Hyperbolic cooling towers remove heat from power plant condensers using natural draft. Air rises through the center of the tower, and hot water is discharged as a spray in the interior. The evaporative cooling is very effective and costs relatively little to operate.
But there's a downside to the design. Nearly all surfaces in the tower's basin are subject to "immersion" conditions, and the columns and lintels are in a "splash zone" environment that alternates between wet and dry. The soaking and cycling make hyperbolic towers very susceptible to corrosive deterioration. That's hardly a good characteristic for a structure that must use as little material as possible to reduce its weight but still be strong enough to resist high winds. Loss of structural material due to corrosion is simply unacceptable.
The hyperbolic tower that cools Unit 2 of the St. John's River Power Plant in Jacksonville, Fla., is a case in point (Figure 1). Erected in 1987, the cast-in-place tower is 450 ft tall and 360 ft in diameter. Its columns and lintel beam were constructed with traditional formwork, but its veil (shell) was built using slip forms. The plant's owners—Jacksonville Electric Authority (JEA) and Florida Power & Light Co. (FPL)—first noticed severe corrosion of the reinforcing steel bars (rebar) of the veil, perimeter columns, and lintel beam. Visual inspections noted concrete cracking, spalling, rust staining, and delamination (Figure 2).
Chloride, from two sources, was identified as the main cause of deterioration. The tower's makeup, taken from the St. John's River, is brackish water that is high in chloride content. The tower's air supply only exacerbates the problem. Coming from the nearby Atlantic Ocean, the salty air increases the chloride levels at the columns and lintel beam. Once the brackish water and salty air start the corrosion process, the reinforcing steel begins to rust and expand. The cracks that form in the concrete admit more chloride and oxygen, creating a vicious circle.
No time to lose
Because corrosion-induced deterioration is a progressive condition, it was essential for the plant's owners to get a handle on the causes, consequences, and scope of the problem as quickly as possible. The first step was to hire a specialist to perform a detailed visual and hands-on inspection of the lower 50 ft of the tower (limited access precluded going higher). The contractor did the following:
- Measured and documented structural geometry, deflections, displacements, cracks and other damage.

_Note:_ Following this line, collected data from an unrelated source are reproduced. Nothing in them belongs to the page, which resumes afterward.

// ABOUTME: Shared test utilities and setup functions for integration tests
// ABOUTME: Provides quiet logging plus strategy builders and outcome replay helpers
//
// SPDX-License-Identifier: MIT OR Apache-2.0
// Copyright (c) 2025 Pierre Fitness Intelligence
#![allow(
    dead_code,
    clippy::missing_panics_doc,
    clippy::must_use_candidate,
    clippy::unwrap_used
)]
//! Shared test utilities for `ascend_engine`

use ascend_engine::strategy::{
    DoubleProgressionParams, LinearParams, PercentageBasis, PercentageParams, RepRange,
    RpeBasedParams, RpeRange, WaveParams, WaveStep,
};
use ascend_engine::{
    evaluator, validation, Evaluation, ProgressionState, SessionOutcome, StateSeed,
    StrategyConfig, ValidatedConfig, WeightRounding,
};
use std::sync::Once;

static INIT_LOGGER: Once = Once::new();

/// Initialize quiet logging for tests (call once per test process)
pub fn init_test_logging() {
    INIT_LOGGER.call_once(|| {
        // Check for TEST_LOG environment variable to control test logging level
        let log_level = match std::env::var("TEST_LOG").as_deref() {
            Ok("TRACE") => tracing::Level::TRACE,
            Ok("DEBUG") => tracing::Level::DEBUG,
            Ok("INFO") => tracing::Level::INFO,
            _ => tracing::Level::WARN,
        };

        tracing_subscriber::fmt()
            .with_max_level(log_level)
            .with_test_writer()
            .init();
    });
}

/// Validate a config that the test knows to be well-formed
pub fn validated(config: StrategyConfig) -> ValidatedConfig {
    validation::validate(config).unwrap()
}

pub fn linear(weight_increment: f64, deload_threshold: u32, deload_percent: f64) -> ValidatedConfig {
    validated(StrategyConfig::Linear(LinearParams {
        weight_increment,
        deload_threshold,
        deload_percent,
    }))
}

pub fn double_progression(min: u32, max: u32, weight_increment: f64) -> ValidatedConfig {
    validated(StrategyConfig::DoubleProgression(DoubleProgressionParams {
        rep_range: RepRange { min, max },
        weight_increment,
    }))
}

pub fn rpe_based(target_rpe: f64, low: f64, high: f64, adjustment_per_unit: f64) -> ValidatedConfig {
    validated(StrategyConfig::RpeBased(RpeBasedParams {
        target_rpe,
        rpe_range: RpeRange { low, high },
        adjustment_per_unit,
    }))
}

pub fn percentage(weekly_increase: f64, based_on: PercentageBasis) -> ValidatedConfig {
    validated(StrategyConfig::Percentage(PercentageParams {
        weekly_increase,
        based_on,
    }))
}

/// Three-week 70/80/90 wave with descending reps
pub fn three_week_wave() -> ValidatedConfig {
    validated(StrategyConfig::Wave(WaveParams {
        waves: vec![
            WaveStep {
                week_index: 1,
                intensity_percent: 70.0,
                sets: 3,
                reps: 10,
            },
            WaveStep {
                week_index: 2,
                intensity_percent: 80.0,
                sets: 4,
                reps: 8,
            },
            WaveStep {
                week_index: 3,
                intensity_percent: 90.0,
                sets: 5,
                reps: 5,
            },
        ],
    }))
}

/// Outcome logged against what `state` currently prescribes
pub fn outcome_for(
    config: &ValidatedConfig,
    state: &ProgressionState,
    all_sets_met: bool,
) -> SessionOutcome {
    let prescription = state.prescription(config, WeightRounding::default());
    if all_sets_met {
        SessionOutcome::completed(prescription.weight, prescription.reps, prescription.sets)
    } else {
        SessionOutcome::missed(prescription.weight, prescription.reps, prescription.sets)
    }
}

/// Apply one success or failure with default rounding
pub fn step(config: &ValidatedConfig, state: &ProgressionState, all_sets_met: bool) -> Evaluation {
    let outcome = outcome_for(config, state, all_sets_met);
    evaluator::apply(config, state, &outcome, WeightRounding::default()).unwrap()
}

/// Replay a success/failure sequence, returning every evaluation in order
pub fn replay(
    config: &ValidatedConfig,
    seed: &StateSeed,
    results: &[bool],
) -> Vec<Evaluation> {
    let mut state = ProgressionState::seed(config, seed);
    results
        .iter()
        .map(|&all_sets_met| {
            let evaluation = step(config, &state, all_sets_met);
            state = evaluation.state.clone();
            evaluation
        })
        .collect()
}

pub fn approx_eq(left: f64, right: f64) -> bool {
    (left - right).abs() < 1e-9
}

- Extracted samples at various depths and measured their chloride content.
- Mapped the electrical potential and continuity of the entire lower section of the tower.

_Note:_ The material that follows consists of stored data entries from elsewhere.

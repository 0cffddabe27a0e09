// ABOUTME: Integration tests for the strategy evaluator across multi-session scenarios
// ABOUTME: Covers linear ratchet and deload, double progression bounds, percentage, and wave cycling
//
// SPDX-License-Identifier: MIT OR Apache-2.0
// Copyright (c) 2025 Pierre Fitness Intelligence

#![allow(clippy::unwrap_used, clippy::expect_used, clippy::panic)]
#![allow(missing_docs)]

mod common;

use ascend_engine::constants::limits::{MAX_WEEKLY_INCREASE, MAX_WEIGHT};
use ascend_engine::strategy::PercentageBasis;
use ascend_engine::{
    evaluator, ProgressionState, SessionOutcome, StateSeed, StrategyConfig, StrategyTracking,
    WeightRounding,
};
use common::{
    approx_eq, double_progression, init_test_logging, linear, percentage, replay, step,
    three_week_wave, validated,
};

#[test]
fn test_linear_fails_three_times_then_deloads_and_recovers() {
    init_test_logging();
    let config = linear(5.0, 3, 0.1);
    let evaluations = replay(
        &config,
        &StateSeed::new(100.0, 5, 3),
        &[false, false, false, true],
    );

    let weights: Vec<f64> = evaluations.iter().map(|e| e.prescription.weight).collect();
    assert_eq!(weights, vec![100.0, 100.0, 90.0, 95.0]);

    let failures: Vec<u32> = evaluations
        .iter()
        .map(|e| e.state.consecutive_failures())
        .collect();
    assert_eq!(failures, vec![1, 2, 0, 0]);
    assert!(evaluations.iter().all(|e| !e.has_diagnostics()));
}

#[test]
fn test_linear_success_ratchets_by_increment() {
    init_test_logging();
    let config = linear(2.5, 2, 0.1);
    let mut state = ProgressionState::seed(&config, &StateSeed::new(60.0, 5, 5));
    for session in 1..=10_u32 {
        let evaluation = step(&config, &state, true);
        assert!(approx_eq(
            evaluation.state.current_weight,
            2.5_f64.mul_add(f64::from(session), 60.0)
        ));
        assert_eq!(evaluation.state.consecutive_failures(), 0);
        state = evaluation.state;
    }
}

#[test]
fn test_linear_success_resets_failure_streak() {
    init_test_logging();
    let config = linear(5.0, 3, 0.1);
    let evaluations = replay(
        &config,
        &StateSeed::new(100.0, 5, 3),
        &[false, false, true, false, false],
    );
    let last = evaluations.last().unwrap();
    assert_eq!(last.state.consecutive_failures(), 2);
    assert!(approx_eq(last.state.current_weight, 105.0));
}

#[test]
fn test_repeated_deloads_stay_non_negative() {
    init_test_logging();
    let config = linear(2.5, 1, 0.9);
    let evaluations = replay(&config, &StateSeed::new(20.0, 5, 3), &[false; 4]);
    assert!(evaluations
        .iter()
        .all(|e| e.state.current_weight >= 0.0 && e.prescription.weight >= 0.0));
    assert!(approx_eq(evaluations[0].state.current_weight, 2.0));
    assert!(approx_eq(evaluations[0].prescription.weight, 2.5));
}

#[test]
fn test_double_progression_climbs_reps_then_weight() {
    init_test_logging();
    let config = double_progression(8, 12, 5.0);
    let evaluations = replay(&config, &StateSeed::new(100.0, 8, 3), &[true; 5]);

    let reps: Vec<u32> = evaluations.iter().map(|e| e.prescription.reps).collect();
    assert_eq!(reps, vec![9, 10, 11, 12, 8]);

    let last = evaluations.last().unwrap();
    assert!(approx_eq(last.prescription.weight, 105.0));
    assert!(evaluations[..4]
        .iter()
        .all(|e| approx_eq(e.prescription.weight, 100.0)));
}

#[test]
fn test_double_progression_reps_stay_in_range() {
    init_test_logging();
    let config = double_progression(6, 8, 2.5);
    let pattern = [true, false, true, true, false, true, true, true, false, true];
    for seed_reps in [1, 6, 7, 8, 20] {
        let evaluations = replay(&config, &StateSeed::new(80.0, seed_reps, 3), &pattern);
        assert!(
            evaluations
                .iter()
                .all(|e| (6..=8).contains(&e.state.current_reps)),
            "seed reps {seed_reps} escaped the range"
        );
    }
}

#[test]
fn test_percentage_compounds_regardless_of_outcome() {
    init_test_logging();
    let config = percentage(0.025, PercentageBasis::WorkingWeight);
    let seed = StateSeed::new(100.0, 5, 3);

    let all_good = replay(&config, &seed, &[true; 6]);
    let all_bad = replay(&config, &seed, &[false; 6]);
    let mixed = replay(&config, &seed, &[true, false, false, true, false, true]);

    for ((good, bad), mixed) in all_good.iter().zip(&all_bad).zip(&mixed) {
        assert_eq!(good.state, bad.state);
        assert_eq!(good.state, mixed.state);
    }

    let last = all_good.last().unwrap();
    assert!(approx_eq(last.state.current_weight, 100.0 * 1.025_f64.powi(6)));
    assert_eq!(last.state.periods_elapsed(), Some(6));
}

#[test]
fn test_maximal_growth_saturates_and_reloads() {
    init_test_logging();
    let config = percentage(MAX_WEEKLY_INCREASE, PercentageBasis::WorkingWeight);
    let evaluations = replay(&config, &StateSeed::new(100.0, 5, 3), &[true; 1200]);

    let last = evaluations.last().unwrap();
    assert!(approx_eq(last.state.current_weight, MAX_WEIGHT));
    assert!(approx_eq(last.prescription.weight, MAX_WEIGHT));

    let json = serde_json::to_string(&last.state).unwrap();
    let reloaded: ProgressionState = serde_json::from_str(&json).unwrap();
    assert_eq!(reloaded, last.state);
}

#[test]
fn test_percentage_seeds_from_one_rep_max() {
    init_test_logging();
    let config = percentage(0.05, PercentageBasis::OneRepMax);
    let seed = StateSeed::new(100.0, 5, 3)
        .with_one_rep_max(150.0)
        .with_one_rep_max_fraction(0.8);
    let state = ProgressionState::seed(&config, &seed);
    assert!(approx_eq(state.current_weight, 120.0));
}

#[test]
fn test_wave_cycles_back_to_first_step() {
    init_test_logging();
    let config = three_week_wave();
    let seed = StateSeed::new(100.0, 5, 3);
    let initial = ProgressionState::seed(&config, &seed);
    assert_eq!(initial.wave_cursor(), Some(0));

    let evaluations = replay(&config, &seed, &[true, false, true, true, false, true]);
    let cursors: Vec<Option<usize>> = evaluations.iter().map(|e| e.state.wave_cursor()).collect();
    assert_eq!(
        cursors,
        vec![Some(1), Some(2), Some(0), Some(1), Some(2), Some(0)]
    );

    let third = &evaluations[2];
    assert_eq!(third.state, initial);

    let second_step = evaluations[0].prescription;
    assert!(approx_eq(second_step.weight, 80.0));
    assert_eq!((second_step.sets, second_step.reps), (4, 8));
    assert_eq!(evaluations[0].prescription, evaluations[3].prescription);
}

#[test]
fn test_wave_weights_track_fixed_baseline() {
    init_test_logging();
    let config = three_week_wave();
    let evaluations = replay(&config, &StateSeed::new(200.0, 5, 3), &[true; 3]);
    let weights: Vec<f64> = evaluations.iter().map(|e| e.prescription.weight).collect();
    assert_eq!(weights, vec![160.0, 180.0, 140.0]);
    assert!(evaluations.iter().all(|e| matches!(
        e.state.tracking,
        StrategyTracking::Wave { baseline_weight, .. } if approx_eq(baseline_weight, 200.0)
    )));
}

#[test]
fn test_none_strategy_never_changes_state() {
    init_test_logging();
    let config = validated(StrategyConfig::None);
    let seed = StateSeed::new(42.5, 8, 4);
    let initial = ProgressionState::seed(&config, &seed);
    let evaluations = replay(&config, &seed, &[true, false, true]);
    assert!(evaluations.iter().all(|e| e.state == initial));
}

#[test]
fn test_rounding_applies_only_to_prescription() {
    init_test_logging();
    let config = percentage(0.01, PercentageBasis::WorkingWeight);
    let state = ProgressionState::seed(&config, &StateSeed::new(101.0, 5, 3));
    let outcome = SessionOutcome::completed(100.0, 5, 3);
    let evaluation =
        evaluator::apply(&config, &state, &outcome, WeightRounding::default()).unwrap();

    assert!(approx_eq(evaluation.state.current_weight, 102.01));
    assert!(approx_eq(evaluation.prescription.weight, 102.5));
}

- Used a pachometer to determine the location, depth, and size of the structure's reinforcing bars.
The nondestructive testing (which was conducted in accordance with concrete industry standards) confirmed that the lintel beam and columns were in poor condition, with heavy cracking and spalling. Separately, testing of the samples revealed chloride levels above 2.2 pounds per cubic yard at all measured depths. Together, the two tests verified that ongoing corrosion of rebar was the cause of the structural deterioration.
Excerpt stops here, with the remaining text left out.